JPS589B2 - optical isolator - Google Patents

Description

DETAILED DESCRIPTION OF THE INVENTION The present invention generally relates to optical isolators, and more particularly to improving the wavelength characteristics and temperature characteristics of optical isolators using the Faraday effect.

Isolators are generally used in communications equipment to absorb reflected waves and unify the transmission direction.In optical fiber transmission systems, optical isolators are also used to stabilize the light source, connect points of fibers, input/output ends, etc. This is necessary to maintain transmission quality, such as by removing backward waves reflected from

As shown in FIG. 1, the conventionally proposed optical isolator consists of a magneto-optic material 1 having a Faraday effect, a pair of polarizers 2 and 3, and a magnet 4 for applying a magnetic field to the magneto-optic material 1. It is configured.

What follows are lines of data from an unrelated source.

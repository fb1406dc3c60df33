//! Scripted temperature source.
//!
//! [`SimTelemetryAdapter`] replays a fixed temperature pattern for one target
//! at a fixed interval.  The default pattern climbs above the threshold,
//! holds, and falls back below it, which exercises the full alert → recover
//! → auto-hide cycle of a controlled hotspot.

use std::sync::Arc;
use std::time::Duration;

use async_trait::async_trait;
use futures_util::StreamExt;
use futures_util::stream::{self, BoxStream};
use spotlight_types::{SpotError, TelemetryReading};

use crate::adapter::TelemetryAdapter;

const DEFAULT_PATTERN: [f64; 12] = [
    18.0, 19.5, 21.0, 24.5, 28.0, 31.0, 29.5, 25.0, 21.5, 19.0, 17.5, 17.0,
];

/// Replays a temperature pattern against a single hotspot id.
#[derive(Debug, Clone)]
pub struct SimTelemetryAdapter {
    target_id: String,
    threshold: f64,
    pattern: Vec<f64>,
    interval: Duration,
    repeat: bool,
}

impl SimTelemetryAdapter {
    /// Default pattern, one reading per second, repeating forever.
    pub fn new(target_id: impl Into<String>, threshold: f64) -> Self {
        Self {
            target_id: target_id.into(),
            threshold,
            pattern: DEFAULT_PATTERN.to_vec(),
            interval: Duration::from_secs(1),
            repeat: true,
        }
    }

    pub fn with_pattern(mut self, pattern: Vec<f64>) -> Self {
        self.pattern = pattern;
        self
    }

    pub fn with_interval(mut self, interval: Duration) -> Self {
        self.interval = interval;
        self
    }

    /// Play the pattern a single time and end the stream.
    pub fn once(mut self) -> Self {
        self.repeat = false;
        self
    }

    /// The readings of one pass over the pattern.
    pub fn script(&self) -> Vec<TelemetryReading> {
        self.pattern
            .iter()
            .map(|t| TelemetryReading::new(self.target_id.clone(), *t, self.threshold))
            .collect()
    }
}

#[async_trait]
impl TelemetryAdapter for SimTelemetryAdapter {
    fn name(&self) -> &str {
        "sim_telemetry"
    }

    async fn readings(&self) -> Result<BoxStream<'static, TelemetryReading>, SpotError> {
        let script: Arc<[TelemetryReading]> = self.script().into();
        if script.is_empty() {
            return Ok(stream::empty().boxed());
        }
        let interval = self.interval;
        let repeat = self.repeat;

        let stream = stream::unfold(0usize, move |index| {
            let script = Arc::clone(&script);
            async move {
                if !repeat && index >= script.len() {
                    return None;
                }
                tokio::time::sleep(interval).await;
                let reading = script[index % script.len()].clone();
                Some((reading, index + 1))
            }
        });
        Ok(stream.boxed())
    }
}
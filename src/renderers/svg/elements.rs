//! SVG element markup

use super::SvgGroup;
use crate::renderers::TextNode;
use html_escape::{encode_double_quoted_attribute, encode_text};

/// `<text>` element for one node
pub fn text_markup(node: &TextNode) -> String {
    let mut markup = format!(r#"<text x="{}" y="{}""#, node.x, node.y);
    for (name, value) in &node.attributes {
        markup.push_str(&format!(
            r#" {}="{}""#,
            name,
            encode_double_quoted_attribute(value)
        ));
    }
    markup.push('>');
    markup.push_str(&encode_text(&node.text));
    markup.push_str("</text>");
    markup
}

/// `<g>` element with all of its text nodes
pub fn group_markup(group: &SvgGroup) -> String {
    let body: String = group.nodes.iter().map(text_markup).collect();
    format!(
        r#"<g class="{}">{}</g>"#,
        encode_double_quoted_attribute(&group.class),
        body
    )
}
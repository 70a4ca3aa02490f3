//! Attaching fragments to chunks
//!
//! Each fragment is drawn in the chunk containing its start. A fragment that
//! starts in whitespace goes to the next chunk. Chunks only record a handle;
//! the fragment stays owned by its span.

use crate::models::{Chunk, Fragmented, LayoutError, Span, SpanError};
use std::collections::HashMap;

/// Assign every fragment of the spans in `order` to a chunk
///
/// `chunks` must be ascending by offset. Fragments are appended to each
/// chunk in span order.
pub fn assign_fragments(
    chunks: &mut [Chunk],
    spans: &mut HashMap<String, Span<Fragmented>>,
    order: &[String],
) -> Result<(), LayoutError> {
    for id in order {
        let span = spans
            .get_mut(id)
            .ok_or_else(|| SpanError::UnknownSpan(id.clone()))?;

        for fragment in span.fragments_mut() {
            let position = chunks.partition_point(|chunk| chunk.to() <= fragment.from);
            let chunk = chunks
                .get_mut(position)
                .ok_or_else(|| LayoutError::FragmentOutsideChunks {
                    span_id: fragment.span_id.clone(),
                    ordinal: fragment.ordinal,
                    from: fragment.from,
                })?;

            fragment.chunk = Some(chunk.index());
            chunk.fragments.push(fragment.reference());
        }
    }

    Ok(())
}

#[cfg(test)]
mod tests {
    use super::*;
    use crate::layout::build_chunks;
    use crate::models::{FragmentRef, Offsets};
    use crate::text::DocumentText;

    fn span(id: &str, text: &DocumentText, ranges: &[(usize, usize)]) -> Span<Fragmented> {
        Span::new(id, "Entity", ranges.iter().map(|&r| r.into()).collect(), "entity")
            .split_multiline_offsets(text)
            .build_fragments()
            .unwrap()
    }

    #[test]
    fn test_fragments_land_in_containing_chunk() {
        let text = DocumentText::new("Alice met\nBob");
        let mut chunks = build_chunks(
            &text,
            &[Offsets::new(0, 5), Offsets::new(6, 9), Offsets::new(10, 13)],
        );
        let mut spans = HashMap::new();
        spans.insert("T1".to_string(), span("T1", &text, &[(6, 13)]));
        spans.insert("T2".to_string(), span("T2", &text, &[(0, 5)]));

        assign_fragments(&mut chunks, &mut spans, &["T2".to_string(), "T1".to_string()]).unwrap();

        assert_eq!(
            chunks[0].fragments,
            vec![FragmentRef {
                span_id: "T2".to_string(),
                ordinal: 0
            }]
        );
        assert_eq!(chunks[1].fragments.len(), 1);
        assert_eq!(chunks[2].fragments[0].ordinal, 1);

        let t1 = &spans["T1"];
        let placed: Vec<_> = t1.fragments().iter().map(|f| f.chunk).collect();
        assert_eq!(placed, vec![Some(1), Some(2)]);
    }

    #[test]
    fn test_fragment_in_whitespace_goes_to_next_chunk() {
        let text = DocumentText::new("a  b");
        let mut chunks = build_chunks(&text, &[Offsets::new(0, 1), Offsets::new(3, 4)]);
        let mut spans = HashMap::new();
        spans.insert("T1".to_string(), span("T1", &text, &[(2, 4)]));

        assign_fragments(&mut chunks, &mut spans, &["T1".to_string()]).unwrap();
        assert_eq!(chunks[1].fragments.len(), 1);
    }

    #[test]
    fn test_fragment_past_last_chunk() {
        let text = DocumentText::new("a bc");
        let mut chunks = build_chunks(&text, &[Offsets::new(0, 1)]);
        let mut spans = HashMap::new();
        spans.insert("T1".to_string(), span("T1", &text, &[(2, 4)]));

        let result = assign_fragments(&mut chunks, &mut spans, &["T1".to_string()]);
        assert!(matches!(
            result,
            Err(LayoutError::FragmentOutsideChunks { from: 2, .. })
        ));
    }
}
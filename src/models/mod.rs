//! Models module for the annotation visualizer
//!
//! This module contains the data model shared by segmentation, layout and
//! rendering: offsets, spans and their fragments, chunks, rows and arcs.

pub mod offsets;
pub mod fragment;
pub mod span;
pub mod chunk;
pub mod row;
pub mod arc;
pub mod annotations;
pub mod source_data;
pub mod errors;

// Re-export commonly used types
pub use offsets::{Offsets, OffsetsList};
pub use fragment::{Fragment, FragmentRef};
pub use span::{Fragmented, Raw, Segmented, Span, SpanState};
pub use chunk::{Chunk, CHUNK_ID_ATTRIBUTE};
pub use row::Row;
pub use arc::RelationArc;
pub use annotations::{Normalization, RenderHints, SpanAnnotations};
pub use source_data::{Argument, EntityPayload, RelationPayload, SourceData};
pub use errors::{LayoutError, RenderError, SpanError};
//! Relations between spans
//!
//! Arc routing and drawing happen outside this crate; spans only record which
//! arcs start and end at them.

use serde::{Deserialize, Serialize};

/// A directed relation from one span to another
#[derive(Serialize, Deserialize, Clone, Debug, PartialEq, Eq)]
#[serde(rename_all = "camelCase")]
pub struct RelationArc {
    /// Relation id from the source payload
    pub id: String,

    /// Relation label
    #[serde(rename = "type")]
    pub arc_type: String,

    /// Span the arc starts at
    pub origin: String,

    /// Span the arc ends at
    pub target: String,

    /// Argument role of the target (e.g. "Arg2")
    #[serde(default)]
    pub role: Option<String>,
}

impl RelationArc {
    pub fn new(
        id: impl Into<String>,
        arc_type: impl Into<String>,
        origin: impl Into<String>,
        target: impl Into<String>,
    ) -> Self {
        Self {
            id: id.into(),
            arc_type: arc_type.into(),
            origin: origin.into(),
            target: target.into(),
            role: None,
        }
    }

    pub fn with_role(mut self, role: impl Into<String>) -> Self {
        self.role = Some(role.into());
        self
    }
}
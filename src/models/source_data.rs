//! Source payload for one document
//!
//! This is the shape the editor sends over: document text, token offsets and
//! annotations. Nothing here is validated beyond what deserialization needs;
//! inconsistencies surface when the document is assembled.

use super::annotations::Normalization;
use super::offsets::OffsetsList;
use serde::{Deserialize, Serialize};
use std::collections::BTreeMap;

/// Everything needed to lay out one document
#[derive(Serialize, Deserialize, Clone, Debug, Default, PartialEq)]
#[serde(rename_all = "camelCase", default)]
pub struct SourceData {
    pub text: String,

    /// Token boundaries, ascending and non-overlapping
    pub token_offsets: OffsetsList,

    pub entities: Vec<EntityPayload>,

    pub relations: Vec<RelationPayload>,

    pub normalizations: Vec<Normalization>,
}

/// One span annotation
#[derive(Serialize, Deserialize, Clone, Debug, PartialEq)]
#[serde(rename_all = "camelCase")]
pub struct EntityPayload {
    pub id: String,

    #[serde(rename = "type")]
    pub entity_type: String,

    /// Raw offsets; may be discontiguous and may cross line breaks
    pub offsets: OffsetsList,

    #[serde(default = "default_general_type")]
    pub general_type: String,

    #[serde(default)]
    pub attributes: BTreeMap<String, String>,

    #[serde(default)]
    pub color: Option<String>,

    #[serde(default)]
    pub label_text: Option<String>,

    #[serde(default)]
    pub hidden: bool,
}

fn default_general_type() -> String {
    "entity".to_string()
}

/// A relation, given as `[role, span id]` arguments; the first is the origin
#[derive(Serialize, Deserialize, Clone, Debug, PartialEq)]
#[serde(rename_all = "camelCase")]
pub struct RelationPayload {
    pub id: String,

    #[serde(rename = "type")]
    pub relation_type: String,

    pub arguments: Vec<Argument>,
}

/// Relation argument, on the wire as `[label, target]`
#[derive(Serialize, Deserialize, Clone, Debug, PartialEq, Eq)]
#[serde(from = "(String, String)", into = "(String, String)")]
pub struct Argument {
    pub label: String,
    pub target: String,
}

impl From<(String, String)> for Argument {
    fn from((label, target): (String, String)) -> Self {
        Self { label, target }
    }
}

impl From<Argument> for (String, String) {
    fn from(argument: Argument) -> Self {
        (argument.label, argument.target)
    }
}
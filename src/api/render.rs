//! Document assembly and text rendering
//!
//! `buildDisplayList` hands JavaScript everything row layout needs;
//! `renderChunkText` takes the row layout's placements back and draws the
//! chunk text.

use super::helpers::{deserialize, deserialize_or_default, serialize, to_js_error};
use crate::layout::{ChunkPlacement, DisplayList, VisualDocument, VisualizerConfig};
use crate::models::{Row, SourceData};
use crate::renderers::SvgSurface;
use crate::{wasm_info, wasm_warn};
use wasm_bindgen::prelude::*;

fn assemble(source_js: JsValue, config: &VisualizerConfig) -> Result<VisualDocument, JsValue> {
    let source: SourceData = deserialize(source_js, "Source deserialization error")?;
    let document = VisualDocument::build(&source, config)
        .map_err(|e| to_js_error("Document assembly failed", e))?;

    if !document.skipped_spans().is_empty() {
        wasm_warn!(
            "Skipped {} span(s) covering only line breaks: {:?}",
            document.skipped_spans().len(),
            document.skipped_spans()
        );
    }
    Ok(document)
}

/// Build the display list for a document
///
/// # Parameters
/// - `source_js`: `SourceData` (text, tokenOffsets, entities, relations, normalizations)
/// - `config_js`: Optional `VisualizerConfig`
///
/// # Returns
/// `DisplayList` with spans in left-to-right order and chunks
#[wasm_bindgen(js_name = buildDisplayList)]
pub fn build_display_list(source_js: JsValue, config_js: JsValue) -> Result<JsValue, JsValue> {
    let config: VisualizerConfig = deserialize_or_default(config_js, "Config deserialization error")?;
    let document = assemble(source_js, &config)?;

    let display_list = DisplayList::from(&document);
    wasm_info!(
        "buildDisplayList: {} span(s), {} chunk(s)",
        display_list.spans.len(),
        display_list.chunks.len()
    );

    serialize(&display_list, "Display list serialization error")
}

/// Draw chunk text at the positions chosen by row layout
///
/// # Parameters
/// - `source_js`: `SourceData`
/// - `rows_js`: Array of `{ index, textY }`
/// - `placements_js`: Array of `{ chunk, row, textX }`
/// - `config_js`: Optional `VisualizerConfig`
///
/// # Returns
/// SVG markup of the text group
#[wasm_bindgen(js_name = renderChunkText)]
pub fn render_chunk_text(
    source_js: JsValue,
    rows_js: JsValue,
    placements_js: JsValue,
    config_js: JsValue,
) -> Result<String, JsValue> {
    let config: VisualizerConfig = deserialize_or_default(config_js, "Config deserialization error")?;
    let rows: Vec<Row> = deserialize(rows_js, "Rows deserialization error")?;
    let placements: Vec<ChunkPlacement> = deserialize(placements_js, "Placements deserialization error")?;

    let mut document = assemble(source_js, &config)?;
    document
        .apply_placements(rows, &placements)
        .map_err(|e| to_js_error("Invalid placements", e))?;

    let mut surface = SvgSurface::new();
    document
        .render_text(&mut surface, &config)
        .map_err(|e| to_js_error("Text rendering failed", e))?;

    wasm_info!("renderChunkText: drew {} chunk(s)", surface.node_count());
    Ok(surface.to_markup())
}
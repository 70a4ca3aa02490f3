//! Error types for span, layout and rendering operations
//!
//! Preconditions that the visualizer used to discover by dereferencing
//! missing state are reported here instead, at the point of use.

use thiserror::Error;

/// Errors from span segmentation, fragment building and ordering
#[derive(Debug, Clone, PartialEq, Eq, Error)]
pub enum SpanError {
    /// Segmentation left no line-safe range to build a fragment from
    #[error("span {span_id} has no line-safe offsets to build fragments from")]
    NoFragments { span_id: String },

    /// Lookup table has no span with this id
    #[error("unknown span id: {0}")]
    UnknownSpan(String),
}

/// Errors from drawing chunk text
#[derive(Debug, Clone, PartialEq, Error)]
pub enum RenderError {
    #[error("chunk {chunk} has no row assigned")]
    MissingRow { chunk: usize },

    #[error("chunk {chunk} refers to row {row}, which does not exist")]
    UnknownRow { chunk: usize, row: usize },

    #[error("chunk {chunk} has no text x position")]
    MissingTextX { chunk: usize },

    #[error("row {row} has no text baseline")]
    MissingTextY { row: usize },

    #[error("unknown text group: {0}")]
    UnknownGroup(usize),
}

/// Errors from assembling a document for display
#[derive(Debug, Clone, PartialEq, Error)]
pub enum LayoutError {
    #[error(transparent)]
    Span(#[from] SpanError),

    #[error(transparent)]
    Render(#[from] RenderError),

    #[error("duplicate span id: {0}")]
    DuplicateSpan(String),

    /// Relation or normalization points at a span that was never loaded
    #[error("{context} refers to unknown span {target}")]
    UnknownArgument { context: String, target: String },

    #[error("fragment {span_id}#{ordinal} at {from} lies past the last chunk")]
    FragmentOutsideChunks {
        span_id: String,
        ordinal: usize,
        from: usize,
    },

    #[error("placement refers to unknown chunk {0}")]
    UnknownChunk(usize),

    #[error("chunk {0} is placed more than once")]
    DuplicatePlacement(usize),
}
//! Annotation metadata carried by a span
//!
//! None of this affects segmentation or fragment order. It is filled in from
//! the source payload and read back by layout and hit-testing.

use super::arc::RelationArc;
use serde::{Deserialize, Serialize};
use std::collections::BTreeMap;

/// Link from a span to an entry in an external knowledge base
#[derive(Serialize, Deserialize, Clone, Debug, PartialEq, Eq)]
#[serde(rename_all = "camelCase")]
pub struct Normalization {
    /// Span the normalization is attached to
    pub target: String,

    #[serde(default, skip_serializing_if = "Option::is_none")]
    pub ref_db: Option<String>,

    #[serde(default, skip_serializing_if = "Option::is_none")]
    pub ref_id: Option<String>,

    /// Display text; when set, no lookup is needed to show the normalization
    #[serde(default, skip_serializing_if = "Option::is_none")]
    pub ref_text: Option<String>,
}

/// Collection-valued annotation state of a span
///
/// Resetting a span for re-segmentation replaces this with the empty default.
#[derive(Serialize, Deserialize, Clone, Debug, Default, PartialEq)]
#[serde(rename_all = "camelCase", default)]
pub struct SpanAnnotations {
    /// Arcs ending at this span
    pub incoming: Vec<RelationArc>,

    /// Arcs starting at this span
    pub outgoing: Vec<RelationArc>,

    pub attributes: BTreeMap<String, String>,

    /// Rendered attribute labels, in display order
    pub attribute_text: Vec<String>,

    pub attribute_cues: BTreeMap<String, String>,

    pub attribute_cue_for: BTreeMap<String, String>,

    /// Span-global rendering attributes (box, cross, ...)
    pub attribute_merge: BTreeMap<String, serde_json::Value>,

    pub normalizations: Vec<Normalization>,
}

impl SpanAnnotations {
    pub fn new() -> Self {
        Self::default()
    }
}

/// Visibility and styling hints, consumed by the drawing stage
#[derive(Serialize, Deserialize, Clone, Debug, Default, PartialEq)]
#[serde(rename_all = "camelCase", default)]
pub struct RenderHints {
    pub hidden: bool,

    /// Span starts before the visible part of the document
    pub clipped_at_start: bool,

    /// Span ends after the visible part of the document
    pub clipped_at_end: bool,

    pub color: Option<String>,

    pub label_text: Option<String>,

    /// Vertical stacking level assigned by layout
    pub floor: Option<i32>,

    pub draw_curly: bool,
}
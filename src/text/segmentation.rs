//! Splitting annotation offsets at line breaks
//!
//! A rendered fragment cannot span more than one visual line, so every
//! annotation range that crosses a line break is split into one range per
//! line before any fragment is created.

use super::document_text::DocumentText;
use crate::models::offsets::{Offsets, OffsetsList};
use serde::{Deserialize, Serialize};

/// Characters that end a visual line
#[derive(Serialize, Deserialize, Clone, Debug, PartialEq, Eq)]
#[serde(rename_all = "camelCase", default)]
pub struct SegmentationConfig {
    /// Each listed character is an independent break, so "\r\n" counts twice
    pub line_breaks: Vec<char>,
}

impl Default for SegmentationConfig {
    fn default() -> Self {
        Self {
            line_breaks: vec!['\n', '\r'],
        }
    }
}

/// Line-safe offsets derived from a span's raw offsets
#[derive(Serialize, Deserialize, Clone, Debug, Default, PartialEq, Eq)]
#[serde(rename_all = "camelCase")]
pub struct Segmentation {
    /// Derived ranges in scan order, none containing a line break
    pub offsets: OffsetsList,

    /// `segmented_offsets_map[i]` is the index of the raw range `offsets[i]` came from
    pub segmented_offsets_map: Vec<usize>,
}

impl Segmentation {
    /// Segmentation for text known to be single-line: every raw range maps to itself
    pub fn identity(unsegmented: &[Offsets]) -> Self {
        Self {
            offsets: unsegmented.to_vec(),
            segmented_offsets_map: (0..unsegmented.len()).collect(),
        }
    }

    pub fn len(&self) -> usize {
        self.offsets.len()
    }

    pub fn is_empty(&self) -> bool {
        self.offsets.is_empty()
    }

    /// Index of the raw range a derived range came from
    pub fn original_index(&self, derived: usize) -> Option<usize> {
        self.segmented_offsets_map.get(derived).copied()
    }

    fn push(&mut self, from: usize, to: usize, original: usize) {
        self.offsets.push(Offsets::new(from, to));
        self.segmented_offsets_map.push(original);
    }
}

/// Split raw ranges into ranges that never contain a line break
///
/// Breaks are excluded from every produced range. A break adjacent to a
/// range boundary or to another break closes nothing, so no zero-length
/// range is emitted for it. A raw range containing no break is returned
/// unchanged, even when it is empty.
pub fn split_multiline_offsets(
    text: &DocumentText,
    unsegmented: &[Offsets],
    config: &SegmentationConfig,
) -> Segmentation {
    let mut segmentation = Segmentation::default();

    for (original, range) in unsegmented.iter().enumerate() {
        let mut open: Option<usize> = Some(range.from);

        // Everything past the end of the text is a non-break
        let scan_end = range.to.min(text.len());
        for pos in range.from..scan_end {
            if text.is_break_at(pos, &config.line_breaks) {
                if let Some(start) = open.take() {
                    if start < pos {
                        segmentation.push(start, pos, original);
                    }
                }
            } else if open.is_none() {
                open = Some(pos);
            }
        }
        if open.is_none() && scan_end < range.to {
            open = Some(scan_end);
        }

        if let Some(start) = open {
            segmentation.push(start, range.to, original);
        }
    }

    log::debug!(
        "split {} raw range(s) into {} line-safe range(s)",
        unsegmented.len(),
        segmentation.len()
    );

    segmentation
}
//! Display List for Layout Rendering
//!
//! This module defines the output structure returned to JavaScript: every
//! span field the layout, arc-routing and hit-testing stages read, plus the
//! chunks with their layout slots.

use super::document::VisualDocument;
use crate::models::*;
use serde::Serialize;
use std::collections::BTreeMap;

/// Top-level display list
#[derive(Serialize, Clone, Debug)]
#[serde(rename_all = "camelCase")]
pub struct DisplayList {
    /// Spans, left to right
    pub spans: Vec<SpanView>,

    pub chunks: Vec<Chunk>,

    pub rows: Vec<Row>,

    /// Spans left out because they covered only line breaks
    pub skipped_spans: Vec<String>,
}

/// Serialisable snapshot of a fragmented span
#[derive(Serialize, Clone, Debug)]
#[serde(rename_all = "camelCase")]
pub struct SpanView {
    pub id: String,

    #[serde(rename = "type")]
    pub span_type: String,

    pub general_type: String,

    pub unsegmented_offsets: OffsetsList,

    /// Line-safe offsets, in scan order
    pub offsets: OffsetsList,

    pub segmented_offsets_map: Vec<usize>,

    /// Ascending by midpoint
    pub fragments: Vec<Fragment>,

    pub whole_from: usize,

    pub whole_to: usize,

    /// Ordinal of the head fragment
    pub head_fragment: usize,

    pub incoming: Vec<RelationArc>,

    pub outgoing: Vec<RelationArc>,

    pub attributes: BTreeMap<String, String>,

    pub normalizations: Vec<Normalization>,

    pub hints: RenderHints,
}

impl From<&Span<Fragmented>> for SpanView {
    fn from(span: &Span<Fragmented>) -> Self {
        Self {
            id: span.id().to_string(),
            span_type: span.span_type().to_string(),
            general_type: span.general_type().to_string(),
            unsegmented_offsets: span.unsegmented_offsets().to_vec(),
            offsets: span.offsets().to_vec(),
            segmented_offsets_map: span.segmented_offsets_map().to_vec(),
            fragments: span.fragments().to_vec(),
            whole_from: span.whole_from(),
            whole_to: span.whole_to(),
            head_fragment: span.head_fragment().ordinal,
            incoming: span.annotations.incoming.clone(),
            outgoing: span.annotations.outgoing.clone(),
            attributes: span.annotations.attributes.clone(),
            normalizations: span.annotations.normalizations.clone(),
            hints: span.hints.clone(),
        }
    }
}

impl From<&VisualDocument> for DisplayList {
    fn from(document: &VisualDocument) -> Self {
        let spans = document
            .span_order()
            .iter()
            .filter_map(|id| document.span(id))
            .map(SpanView::from)
            .collect();

        Self {
            spans,
            chunks: document.chunks().to_vec(),
            rows: document.rows().to_vec(),
            skipped_spans: document.skipped_spans().to_vec(),
        }
    }
}

#[cfg(test)]
mod tests {
    use super::*;
    use crate::layout::VisualizerConfig;

    #[test]
    fn test_display_list_json_shape() {
        let source: SourceData = serde_json::from_str(
            r#"{
                "text": "ab\ncd ef",
                "tokenOffsets": [[0,2],[3,5],[6,8]],
                "entities": [{"id": "T1", "type": "Org", "offsets": [[0,5]]}]
            }"#,
        )
        .unwrap();
        let doc = VisualDocument::build(&source, &VisualizerConfig::default()).unwrap();
        let json = serde_json::to_value(DisplayList::from(&doc)).unwrap();

        let span = &json["spans"][0];
        assert_eq!(span["type"], "Org");
        assert_eq!(span["offsets"], serde_json::json!([[0, 2], [3, 5]]));
        assert_eq!(span["segmentedOffsetsMap"], serde_json::json!([0, 0]));
        assert_eq!(span["wholeFrom"], 0);
        assert_eq!(span["wholeTo"], 5);
        assert_eq!(span["headFragment"], 1);
        assert_eq!(span["fragments"][1]["chunk"], 1);
        assert_eq!(json["chunks"][1]["space"], "\n");
        assert_eq!(json["chunks"][0]["fragments"][0]["spanId"], "T1");
    }
}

For example, when constructing an optical isolator for a wavelength of 1.15μ, the magneto-optical material 1 is yttrium iron garnet (abbreviated as Y3Fe5O12-YIG), which is a ferromagnetic material.
, a Glan-Thompson prism is used as a polarizer.

The best isolation property is obtained when the rotation angle (optical power) of the plane of polarization due to the Faraday effect of YIG is 45° and the angle between polarizer 2 and polarizer 3 is 45°.

However, in general, the Faraday effect (the Verdet constant of paramagnetic materials, the Faraday optical rotation power of ferromagnetic materials) has wavelength dependence and temperature dependence, and the optical rotation power changes by 45 degrees due to changes in wavelength or temperature.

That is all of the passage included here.